Caffeine use is socially acceptable, and because people who consume it in large amounts aren't thought of as acting like addicts, society doesn't put its overuse in the same category as that of other drugs, Lane said
6. Caffeine stays in the body for hours
Caffeine is absorbed into the bloodstream and tissues after just about 45 minutes. But this process takes considerably longer than the 45 minutes it takes for the body to break it down and clear it from an individual's system.
7. Caffeine can be found in unusual places
These days, consumers might notice caffeine in some unexpected places. People can purchase caffeine-infused bottled water, jelly beans, breath mints, peanut butter and chewing gum.
There are even caffeinated bath soaps that supposedly help wake people up in the morning. Although caffeine can be absorbed through the skin, it's doubtful this soap will improve alertness during the day, Lane said.
8. Coffee beans come from a red fruit
The fragrant brown beans that people might toss into a grinder every morning actually come from a bright-red fruit.
Coffee comes from shrubs, known as coffee cherries, that produce a red berry when ripe, Lane told Live Science. The actual coffee beans, which are green, are found inside the coffee cherries
9. Caffeine can exaggerate the effects of stress
Lane's research has found that caffeine can amplify stress in people who consume it every day. In a small study of habitual coffee drinkers, he found that caffeine amplifies the stress response in the body, resulting in increases in blood pressure and heart rate, as well as increases in the production of stress hormones.
Caffeine directly affects not only the way a person's body responds to stress but also the mind by magnifying an individual's perception of stress.
An exaggerated stress response can make a difference to people with conditions such as high blood pressure and type 2 diabetes, Lane said.

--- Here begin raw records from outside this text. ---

//! Snowflake driver seam
//!
//! Authentication and network transport sit outside this crate; this stub
//! keeps the backend selectable behind the driver contract until a real
//! transport is linked in.

use crate::error::{DbError, DbResult};
use crate::traits::{Connection, ConnectionConfig, Driver};
use async_trait::async_trait;

/// Snowflake backend (stub implementation)
#[derive(Debug, Default)]
pub struct SnowflakeDriver;

impl SnowflakeDriver {
    pub fn new() -> Self {
        Self
    }
}

#[async_trait]
impl Driver for SnowflakeDriver {
    async fn connect(&self, _config: &ConnectionConfig) -> DbResult<Box<dyn Connection>> {
        Err(DbError::NotImplemented {
            backend: "snowflake",
            feature: "connection transport",
        })
    }

    fn backend(&self) -> &'static str {
        "snowflake"
    }
}

#[cfg(test)]
mod tests {
    use super::*;

    #[tokio::test]
    async fn test_connect_not_implemented() {
        let driver = SnowflakeDriver::new();
        let err = driver.connect(&ConnectionConfig::default()).await.unwrap_err();
        assert!(matches!(err, DbError::NotImplemented { .. }));
        assert_eq!(driver.backend(), "snowflake");
    }
}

10.Caffeine in plants acts as a natural pesticide and herbicide
Caffeine is a stimulant found in the leaves, fruits and seeds of some caffeine-producing plants. The most common source of caffeine is coffee, but it is also found in tea, cola drinks and chocolate. Caffeine is a natural pesticide that helps protect the plant from predators. It also helps the plant to grow and reproduce.
Caffeine in plants function as a natural pesticide to help ward off insects that may attack the plants, and it may be useful in pest control, suggested a study from researchers at Harvard Medical School that was published in 1984 in the journal Science. At high doses, caffeine can even be toxic to insects.

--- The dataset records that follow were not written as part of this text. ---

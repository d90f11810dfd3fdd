//! Batch executor
//!
//! Drives a plan's batches in order. Batches run sequentially; within a
//! batch, models run concurrently bounded by the pool size. A model failure
//! never crashes the run: the model is recorded FAILED, its dependents are
//! SKIPPED, and the run continues unless fail-fast is set. State entries
//! flow through a single writer task so the snapshot is only ever mutated
//! from one place.

use crate::error::{ErrorContext, ExecError, ExecResult};
use crate::materialize::{materialise, MaterializeRequest};
use crate::resolve::Resolver;
use crate::vars::{substitute_variables, validate_declared};
use cascade_core::{
    CoreError, ModelConfig, ModelName, ModelRegistry, Plan, RunStatus, SourceCatalog, StateEntry,
    StateStore,
};
use cascade_db::WarehouseClient;
use cascade_template::{expand, ExpandContext};
use chrono::{DateTime, Utc};
use serde::Serialize;
use serde_json::Value;
use std::collections::{BTreeMap, HashMap, HashSet};
use std::sync::atomic::{AtomicBool, Ordering};
use std::sync::Arc;
use tokio::sync::{mpsc, Semaphore};
use tokio::task::JoinSet;

/// Outcome of one model in one run
#[derive(Debug, Clone, Serialize)]
pub struct ExecutionResult {
    pub model: ModelName,
    pub status: RunStatus,
    pub started_at: DateTime<Utc>,
    pub finished_at: DateTime<Utc>,

    #[serde(skip_serializing_if = "Option::is_none")]
    pub rows_affected: Option<usize>,

    /// The materialised object's identifier
    #[serde(skip_serializing_if = "Option::is_none")]
    pub object: Option<String>,

    /// New high-watermark reported by an incremental strategy
    #[serde(skip_serializing_if = "Option::is_none")]
    pub high_watermark: Option<String>,

    #[serde(skip_serializing_if = "Option::is_none")]
    pub error: Option<ErrorContext>,
}

/// Everything a run produced
#[derive(Debug, Default, Serialize)]
pub struct RunSummary {
    pub results: Vec<ExecutionResult>,

    /// Objects dropped for models removed from the registry
    pub deleted_objects: Vec<ModelName>,

    pub cancelled: bool,
}

impl RunSummary {
    pub fn succeeded(&self) -> usize {
        self.count(RunStatus::Success)
    }

    pub fn failed(&self) -> usize {
        self.count(RunStatus::Failed)
    }

    pub fn skipped(&self) -> usize {
        self.count(RunStatus::Skipped)
    }

    fn count(&self, status: RunStatus) -> usize {
        self.results.iter().filter(|r| r.status == status).count()
    }

    /// Process exit code: 0 when no model failed, 1 otherwise.
    pub fn exit_code(&self) -> i32 {
        if self.failed() > 0 {
            1
        } else {
            0
        }
    }
}

/// Run-level options
#[derive(Debug, Clone, Default)]
pub struct ExecutorOptions {
    /// Stop dispatching after the first failure
    pub fail_fast: bool,

    /// `$variable` bindings
    pub variables: BTreeMap<String, Value>,

    /// Target database for physical identifiers
    pub database: Option<String>,

    /// Default target schema for physical identifiers
    pub schema: Option<String>,

    /// Cap on in-batch concurrency (defaults to the pool size)
    pub max_parallel: Option<usize>,
}

/// Messages to the single state-writer task
enum StateMessage {
    Record(StateEntry),
    Remove(ModelName),
}

/// One model, fully prepared for execution: SQL resolved and substituted,
/// prior state captured.
#[derive(Clone)]
struct PreparedModel {
    name: ModelName,
    fingerprint: String,
    physical: String,
    exec_sql: String,
    config: ModelConfig,
    previously_materialised: bool,
    high_watermark: Option<String>,
    prior_success_fingerprint: Option<String>,
}

/// Drives plans through the warehouse
pub struct Executor<'a> {
    client: WarehouseClient,
    registry: &'a ModelRegistry,
    catalog: &'a SourceCatalog,
    options: ExecutorOptions,
    cancel: Arc<AtomicBool>,
}

impl<'a> Executor<'a> {
    pub fn new(
        client: WarehouseClient,
        registry: &'a ModelRegistry,
        catalog: &'a SourceCatalog,
        options: ExecutorOptions,
    ) -> Self {
        Self {
            client,
            registry,
            catalog,
            options,
            cancel: Arc::new(AtomicBool::new(false)),
        }
    }

    /// Handle that aborts further batch dispatch when set.
    pub fn cancel_flag(&self) -> Arc<AtomicBool> {
        Arc::clone(&self.cancel)
    }

    /// Execute a plan. The state store is threaded through the run's writer
    /// task and handed back with all outcomes recorded.
    pub async fn run(&self, plan: &Plan, state: StateStore) -> ExecResult<(RunSummary, StateStore)> {
        // Pre-flight: resolve and substitute every planned model up front so
        // missing variables abort before any warehouse work
        let prepared = self.prepare(plan, &state)?;

        let (tx, rx) = mpsc::unbounded_channel::<StateMessage>();
        let writer = tokio::spawn(state_writer(state, rx));

        let mut summary = RunSummary::default();
        let mut blocked: HashSet<ModelName> = HashSet::new();
        let mut any_failed = false;

        let parallelism = self
            .options
            .max_parallel
            .unwrap_or_else(|| self.client.pool().size())
            .clamp(1, self.client.pool().size());
        let semaphore = Arc::new(Semaphore::new(parallelism));

        'batches: for batch in &plan.batches {
            if self.cancel.load(Ordering::SeqCst) {
                summary.cancelled = true;
                break 'batches;
            }
            if any_failed && self.options.fail_fast {
                break 'batches;
            }

            let mut tasks: JoinSet<ExecutionResult> = JoinSet::new();
            for name in batch {
                let Some(model) = prepared.get(name) else {
                    continue;
                };

                // A model below a failed or skipped upstream is skipped, not run
                let upstream_blocked = self
                    .registry
                    .parsed(name.as_str())
                    .map(|p| p.depends_on.iter().any(|dep| blocked.contains(dep)))
                    .unwrap_or(false);
                if upstream_blocked {
                    let result = skipped_result(name, "upstream model failed");
                    blocked.insert(name.clone());
                    let _ = tx.send(StateMessage::Record(state_entry_for(model, &result)));
                    summary.results.push(result);
                    continue;
                }

                let client = self.client.clone();
                let model = model.clone();
                let semaphore = Arc::clone(&semaphore);
                let cancel = Arc::clone(&self.cancel);
                let tx = tx.clone();
                tasks.spawn(async move {
                    let Ok(_permit) = semaphore.acquire().await else {
                        return skipped_result(&model.name, "executor shut down");
                    };
                    if cancel.load(Ordering::SeqCst) {
                        return skipped_result(&model.name, "run cancelled");
                    }
                    let result = run_one(&client, &model).await;
                    let _ = tx.send(StateMessage::Record(state_entry_for(&model, &result)));
                    result
                });
            }

            let mut batch_results = Vec::new();
            while let Some(joined) = tasks.join_next().await {
                match joined {
                    Ok(result) => batch_results.push(result),
                    Err(e) => log::warn!("model task join error: {}", e),
                }
            }

            // In-batch completion order is unspecified; report it stably
            batch_results.sort_by(|a, b| a.model.cmp(&b.model));
            for result in batch_results {
                match result.status {
                    RunStatus::Failed => {
                        any_failed = true;
                        blocked.insert(result.model.clone());
                    }
                    RunStatus::Skipped => {
                        blocked.insert(result.model.clone());
                    }
                    RunStatus::Success => {}
                }
                summary.results.push(result);
            }
        }

        // Terminal batch: drop objects for models that left the registry.
        // Only after a fully successful run, and never fatally.
        if !any_failed && !summary.cancelled {
            let resolver = Resolver::new(
                self.registry,
                self.catalog,
                self.options.database.as_deref(),
                self.options.schema.as_deref(),
            );
            for name in &plan.deletions {
                let physical = resolver.physical_identifier(name, None);
                if self.drop_object(&physical).await {
                    let _ = tx.send(StateMessage::Remove(name.clone()));
                    summary.deleted_objects.push(name.clone());
                } else {
                    log::warn!("failed to drop object for removed model '{}'", name);
                }
            }
        }

        drop(tx);
        let state = writer.await.map_err(|e| ExecError::StateWriter {
            message: e.to_string(),
        })?;

        Ok((summary, state))
    }

    /// Resolve, expand, and substitute every model in the plan.
    fn prepare(
        &self,
        plan: &Plan,
        state: &StateStore,
    ) -> ExecResult<HashMap<ModelName, PreparedModel>> {
        let resolver = Resolver::new(
            self.registry,
            self.catalog,
            self.options.database.as_deref(),
            self.options.schema.as_deref(),
        );

        let mut prepared = HashMap::new();
        for name in plan.models_to_execute() {
            let model = self.registry.get(name.as_str())?;
            let entry = state.get(name.as_str());
            let previously_materialised = entry
                .map(|e| e.previously_materialised())
                .unwrap_or(false);

            let physical = resolver.model_identifier(&name)?;

            // Runtime expansion with the real incremental flag and target
            let expansion = expand(
                &model.raw_sql,
                &ExpandContext {
                    this: Some(&physical),
                    is_incremental: previously_materialised,
                },
            )
            .map_err(|source| CoreError::Template {
                model: name.to_string(),
                source,
            })?;

            let resolved = resolver.resolve_sql(&expansion.sql, &physical)?;

            validate_declared(&model.config.vars, &self.options.variables, name.as_str())?;
            let exec_sql =
                substitute_variables(&resolved, &self.options.variables, name.as_str())?;

            prepared.insert(
                name.clone(),
                PreparedModel {
                    name: name.clone(),
                    fingerprint: model.fingerprint.clone(),
                    physical,
                    exec_sql,
                    config: model.config.clone(),
                    previously_materialised,
                    high_watermark: entry.and_then(|e| e.high_watermark.clone()),
                    prior_success_fingerprint: entry
                        .and_then(|e| e.last_successful_fingerprint.clone()),
                },
            );
        }
        Ok(prepared)
    }

    /// Drop a removed model's object, trying both relation kinds. Returns
    /// true when either drop succeeded.
    async fn drop_object(&self, physical: &str) -> bool {
        let table = format!("DROP TABLE IF EXISTS {}", physical);
        if self.client.execute(&table).await.is_ok() {
            return true;
        }
        let view = format!("DROP VIEW IF EXISTS {}", physical);
        self.client.execute(&view).await.is_ok()
    }
}

/// Materialise one prepared model and describe the outcome.
async fn run_one(client: &WarehouseClient, model: &PreparedModel) -> ExecutionResult {
    let started_at = Utc::now();

    let request = MaterializeRequest {
        name: &model.name,
        physical: &model.physical,
        select_sql: &model.exec_sql,
        config: &model.config,
        previously_materialised: model.previously_materialised,
        high_watermark: model.high_watermark.as_deref(),
    };

    match materialise(client, &request).await {
        Ok(outcome) => ExecutionResult {
            model: model.name.clone(),
            status: RunStatus::Success,
            started_at,
            finished_at: Utc::now(),
            rows_affected: outcome.rows_affected,
            object: Some(outcome.object),
            high_watermark: outcome.new_high_watermark,
            error: None,
        },
        Err(e) => {
            let context = e.context().cloned().unwrap_or_else(|| {
                ErrorContext::new("materialise")
                    .with_model(model.name.as_str())
                    .with_driver_error(&e)
            });
            ExecutionResult {
                model: model.name.clone(),
                status: RunStatus::Failed,
                started_at,
                finished_at: Utc::now(),
                rows_affected: None,
                object: None,
                high_watermark: None,
                error: Some(context),
            }
        }
    }
}

fn skipped_result(name: &ModelName, reason: &str) -> ExecutionResult {
    let now = Utc::now();
    ExecutionResult {
        model: name.clone(),
        status: RunStatus::Skipped,
        started_at: now,
        finished_at: now,
        rows_affected: None,
        object: None,
        high_watermark: None,
        error: Some(
            ErrorContext::new("skip")
                .with_model(name.as_str())
                .with_driver_error(reason),
        ),
    }
}

/// Build the state entry recording one model's outcome.
fn state_entry_for(model: &PreparedModel, result: &ExecutionResult) -> StateEntry {
    let succeeded = result.status == RunStatus::Success;
    StateEntry {
        model: model.name.clone(),
        fingerprint: model.fingerprint.clone(),
        status: result.status,
        last_successful_fingerprint: if succeeded {
            Some(model.fingerprint.clone())
        } else {
            model.prior_success_fingerprint.clone()
        },
        last_run: result.finished_at,
        high_watermark: if succeeded {
            result
                .high_watermark
                .clone()
                .or_else(|| model.high_watermark.clone())
        } else {
            model.high_watermark.clone()
        },
    }
}

/// The run's single state writer: applies every outcome and flushes after
/// each one, so a crash leaves the snapshot at the previous model's state.
async fn state_writer(
    mut state: StateStore,
    mut rx: mpsc::UnboundedReceiver<StateMessage>,
) -> StateStore {
    while let Some(message) = rx.recv().await {
        match message {
            StateMessage::Record(entry) => state.put(entry),
            StateMessage::Remove(name) => {
                state.remove(name.as_str());
            }
        }
        if let Err(e) = state.flush() {
            log::warn!("failed to flush state snapshot: {}", e);
        }
    }
    state
}

#[cfg(test)]
#[path = "executor_test.rs"]
mod tests;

Java Burn - Coffe for Diet
How much caffeine is too much?
There is no definitive answer to how much caffeine is too much, as everyone responds differently to the stimulant. But consuming more than 500 milligrams per day (about five cups of coffee) can cause adverse effects like restlessness, anxiety, and insomnia. exceeding 600 milligrams can also lead to stomach problems like diarrhea and nausea. pregnant women should consume no more than 200 milligrams of caffeine per day, as it can increase the risk of miscarriage.

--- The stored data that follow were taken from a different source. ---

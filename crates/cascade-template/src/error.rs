//! Error types for cascade-template

use thiserror::Error;

/// Template expansion errors, all carrying line/column context
#[derive(Error, Debug)]
pub enum TemplateError {
    /// T001: An expression inside `{{ }}` that is not part of the dialect
    #[error("[T001] Unknown template expression '{expr}' at line {line}, column {column}")]
    UnknownExpression {
        expr: String,
        line: usize,
        column: usize,
    },

    /// T002: A `{% %}` tag that is not `if`/`else`/`endif`
    #[error("[T002] Unknown template tag '{tag}' at line {line}, column {column}")]
    UnknownTag {
        tag: String,
        line: usize,
        column: usize,
    },

    /// T003: A `{{` or `{%` with no matching closer
    #[error("[T003] Unclosed '{open}' at line {line}, column {column}")]
    UnclosedDelimiter {
        open: &'static str,
        line: usize,
        column: usize,
    },

    /// T004: `{% if %}` without a matching `{% endif %}`
    #[error("[T004] Unterminated if block opened at line {line}, column {column}")]
    UnterminatedIf { line: usize, column: usize },

    /// T005: `{% else %}` or `{% endif %}` with no open if block
    #[error("[T005] '{tag}' without matching if at line {line}, column {column}")]
    DanglingTag {
        tag: String,
        line: usize,
        column: usize,
    },

    /// T006: An if condition outside the supported set
    #[error("[T006] Unsupported if condition '{expr}' at line {line}, column {column}: only is_incremental() and boolean literals are allowed")]
    UnsupportedCondition {
        expr: String,
        line: usize,
        column: usize,
    },

    /// T007: Malformed function call arguments
    #[error("[T007] Malformed arguments in '{expr}' at line {line}, column {column}")]
    MalformedArguments {
        expr: String,
        line: usize,
        column: usize,
    },
}

/// Result type alias for TemplateError
pub type TemplateResult<T> = Result<T, TemplateError>;
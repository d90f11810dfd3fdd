//! The serve command: poll model fingerprints and re-plan on change
//!
//! The watcher itself (inotify and friends) lives outside the engine; this
//! loop recompiles the registry on an interval and compares fingerprints,
//! which is enough to drive the surface.

use crate::cli::{GlobalArgs, ServeArgs};
use crate::context::ProjectContext;
use cascade_core::{PlanOptions, Planner};
use std::collections::BTreeMap;
use std::time::Duration;

pub async fn execute(args: &ServeArgs, global: &GlobalArgs) -> anyhow::Result<i32> {
    if !args.watch {
        println!("serve without --watch plans once and exits.");
        plan_once(global)?;
        return Ok(0);
    }

    let mut fingerprints: BTreeMap<String, String> = BTreeMap::new();
    println!(
        "Watching project (poll every {}s); Ctrl-C to stop.",
        args.interval
    );

    loop {
        match ProjectContext::load(global) {
            Ok(ctx) => {
                let current: BTreeMap<String, String> = ctx
                    .registry
                    .list()
                    .into_iter()
                    .map(|m| (m.name.to_string(), m.fingerprint.clone()))
                    .collect();

                if current != fingerprints {
                    fingerprints = current;
                    if let Err(e) = print_plan(&ctx) {
                        eprintln!("plan failed: {:#}", e);
                    }
                }
            }
            Err(e) => eprintln!("recompile failed: {:#}", e),
        }

        tokio::time::sleep(Duration::from_secs(args.interval.max(1))).await;
    }
}

fn plan_once(global: &GlobalArgs) -> anyhow::Result<()> {
    let ctx = ProjectContext::load(global)?;
    print_plan(&ctx)
}

fn print_plan(ctx: &ProjectContext) -> anyhow::Result<()> {
    let state = ctx.state_store()?;
    let plan =
        Planner::new(&ctx.registry, &ctx.graph, state.snapshot()).build(&PlanOptions::default())?;

    if plan.is_noop() {
        println!("[{}] up to date", plan.environment);
    } else {
        let summary = plan.summary();
        println!(
            "[{}] pending: {} new, {} changed, {} upstream, {} deletions",
            plan.environment,
            summary.new,
            summary.code_changed,
            summary.upstream_changed,
            summary.deletions
        );
        for batch in &plan.batches {
            let names: Vec<&str> = batch.iter().map(|m| m.as_str()).collect();
            println!("    -> {}", names.join(", "));
        }
    }
    Ok(())
}
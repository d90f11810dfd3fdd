//! In-memory mock driver for tests and dry exercising
//!
//! Connections share one `MockBehaviour`: every executed statement is
//! recorded, responses can be scripted by substring pattern, and failures
//! can be injected a fixed number of times to exercise the retry paths.

use crate::error::{DbError, DbErrorKind, DbResult};
use crate::traits::{Connection, ConnectionConfig, Driver, QueryOutput};
use async_trait::async_trait;
use serde_json::Value;
use std::sync::atomic::{AtomicBool, AtomicUsize, Ordering};
use std::sync::{Arc, Mutex};

#[derive(Debug)]
struct ScriptedResult {
    pattern: String,
    output: QueryOutput,
}

#[derive(Debug)]
struct FailureRule {
    pattern: String,
    kind: DbErrorKind,
    remaining: usize,
}

/// Shared scripted behaviour for every connection of one mock driver
#[derive(Default, Debug)]
pub struct MockBehaviour {
    log: Mutex<Vec<String>>,
    queued: Mutex<Vec<ScriptedResult>>,
    defaults: Mutex<Vec<ScriptedResult>>,
    failures: Mutex<Vec<FailureRule>>,
    unhealthy: AtomicBool,
    connects: AtomicUsize,
    connect_failures: AtomicUsize,
    batch_calls: AtomicUsize,
    cancels: AtomicUsize,
}

impl MockBehaviour {
    /// Queue a one-shot result for the first statement containing `pattern`.
    pub fn enqueue_result(&self, pattern: &str, output: QueryOutput) {
        if let Ok(mut queued) = self.queued.lock() {
            queued.push(ScriptedResult {
                pattern: pattern.to_string(),
                output,
            });
        }
    }

    /// Register a persistent result for statements containing `pattern`,
    /// replacing any earlier rule for the same pattern.
    pub fn set_default_result(&self, pattern: &str, output: QueryOutput) {
        if let Ok(mut defaults) = self.defaults.lock() {
            defaults.retain(|r| r.pattern != pattern);
            defaults.push(ScriptedResult {
                pattern: pattern.to_string(),
                output,
            });
        }
    }

    /// Fail the next `times` statements containing `pattern` with `kind`.
    pub fn fail_times(&self, pattern: &str, kind: DbErrorKind, times: usize) {
        if let Ok(mut failures) = self.failures.lock() {
            failures.push(FailureRule {
                pattern: pattern.to_string(),
                kind,
                remaining: times,
            });
        }
    }

    /// Make every connection report unhealthy (or healthy again).
    pub fn set_unhealthy(&self, unhealthy: bool) {
        self.unhealthy.store(unhealthy, Ordering::SeqCst);
    }

    /// Fail the next `times` connection attempts.
    pub fn fail_connects(&self, times: usize) {
        self.connect_failures.store(times, Ordering::SeqCst);
    }

    /// Every statement executed so far, in order.
    pub fn executed_sql(&self) -> Vec<String> {
        self.log.lock().map(|l| l.clone()).unwrap_or_default()
    }

    /// Count of executed statements containing `pattern`.
    pub fn count_matching(&self, pattern: &str) -> usize {
        self.executed_sql()
            .iter()
            .filter(|sql| sql.contains(pattern))
            .count()
    }

    /// Number of connections opened.
    pub fn connect_count(&self) -> usize {
        self.connects.load(Ordering::SeqCst)
    }

    /// Number of `execute_many` round trips.
    pub fn batch_call_count(&self) -> usize {
        self.batch_calls.load(Ordering::SeqCst)
    }

    /// Number of cancel requests received.
    pub fn cancel_count(&self) -> usize {
        self.cancels.load(Ordering::SeqCst)
    }

    fn record(&self, sql: &str) {
        if let Ok(mut log) = self.log.lock() {
            log.push(sql.to_string());
        }
    }

    fn check_failure(&self, sql: &str) -> DbResult<()> {
        if let Ok(mut failures) = self.failures.lock() {
            for rule in failures.iter_mut() {
                if rule.remaining > 0 && (rule.pattern.is_empty() || sql.contains(&rule.pattern)) {
                    rule.remaining -= 1;
                    return Err(DbError::Driver {
                        kind: rule.kind,
                        message: format!("injected failure for '{}'", rule.pattern),
                    });
                }
            }
        }
        Ok(())
    }

    fn response_for(&self, sql: &str) -> QueryOutput {
        if let Ok(mut queued) = self.queued.lock() {
            if let Some(pos) = queued
                .iter()
                .position(|r| r.pattern.is_empty() || sql.contains(&r.pattern))
            {
                return queued.remove(pos).output;
            }
        }
        if let Ok(defaults) = self.defaults.lock() {
            if let Some(hit) = defaults
                .iter()
                .find(|r| r.pattern.is_empty() || sql.contains(&r.pattern))
            {
                return hit.output.clone();
            }
        }
        QueryOutput::empty()
    }
}

/// Mock driver; all connections share the driver's behaviour
#[derive(Default)]
pub struct MockDriver {
    behaviour: Arc<MockBehaviour>,
}

impl MockDriver {
    pub fn new() -> Self {
        Self::default()
    }

    /// Handle for scripting and inspection.
    pub fn behaviour(&self) -> Arc<MockBehaviour> {
        Arc::clone(&self.behaviour)
    }
}

#[async_trait]
impl Driver for MockDriver {
    async fn connect(&self, _config: &ConnectionConfig) -> DbResult<Box<dyn Connection>> {
        let pending = self.behaviour.connect_failures.load(Ordering::SeqCst);
        if pending > 0 {
            self.behaviour
                .connect_failures
                .store(pending - 1, Ordering::SeqCst);
            return Err(DbError::ConnectionFailed {
                message: "injected connect failure".to_string(),
            });
        }
        self.behaviour.connects.fetch_add(1, Ordering::SeqCst);
        Ok(Box::new(MockConnection {
            behaviour: Arc::clone(&self.behaviour),
        }))
    }

    fn backend(&self) -> &'static str {
        "mock"
    }
}

#[derive(Debug)]
struct MockConnection {
    behaviour: Arc<MockBehaviour>,
}

#[async_trait]
impl Connection for MockConnection {
    async fn execute(&mut self, sql: &str) -> DbResult<QueryOutput> {
        self.behaviour.record(sql);
        self.behaviour.check_failure(sql)?;
        Ok(self.behaviour.response_for(sql))
    }

    async fn execute_many(&mut self, statements: &[String]) -> DbResult<()> {
        self.behaviour.batch_calls.fetch_add(1, Ordering::SeqCst);
        for sql in statements {
            self.behaviour.record(sql);
            self.behaviour.check_failure(sql)?;
        }
        Ok(())
    }

    async fn bulk_insert(
        &mut self,
        table: &str,
        columns: &[String],
        rows: Vec<Vec<Value>>,
    ) -> DbResult<usize> {
        let count = rows.len();
        self.behaviour.record(&format!(
            "BULK INSERT {} ({}) [{} rows]",
            table,
            columns.join(", "),
            count
        ));
        self.behaviour.check_failure("BULK INSERT")?;
        Ok(count)
    }

    fn is_healthy(&self) -> bool {
        !self.behaviour.unhealthy.load(Ordering::SeqCst)
    }

    async fn cancel(&self) -> DbResult<()> {
        self.behaviour.cancels.fetch_add(1, Ordering::SeqCst);
        Ok(())
    }
}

In conclusion, caffeine is a naturally occurring substance found in coffee, tea, and chocolate. It is a stimulant that can improve alertness, mood, and cognitive function. While caffeine is generally safe and has some benefits, it can also have negative effects. For most people, moderate caffeine consumption is not harmful. However, it is important to be aware of the risks and side effects associated with caffeine intake.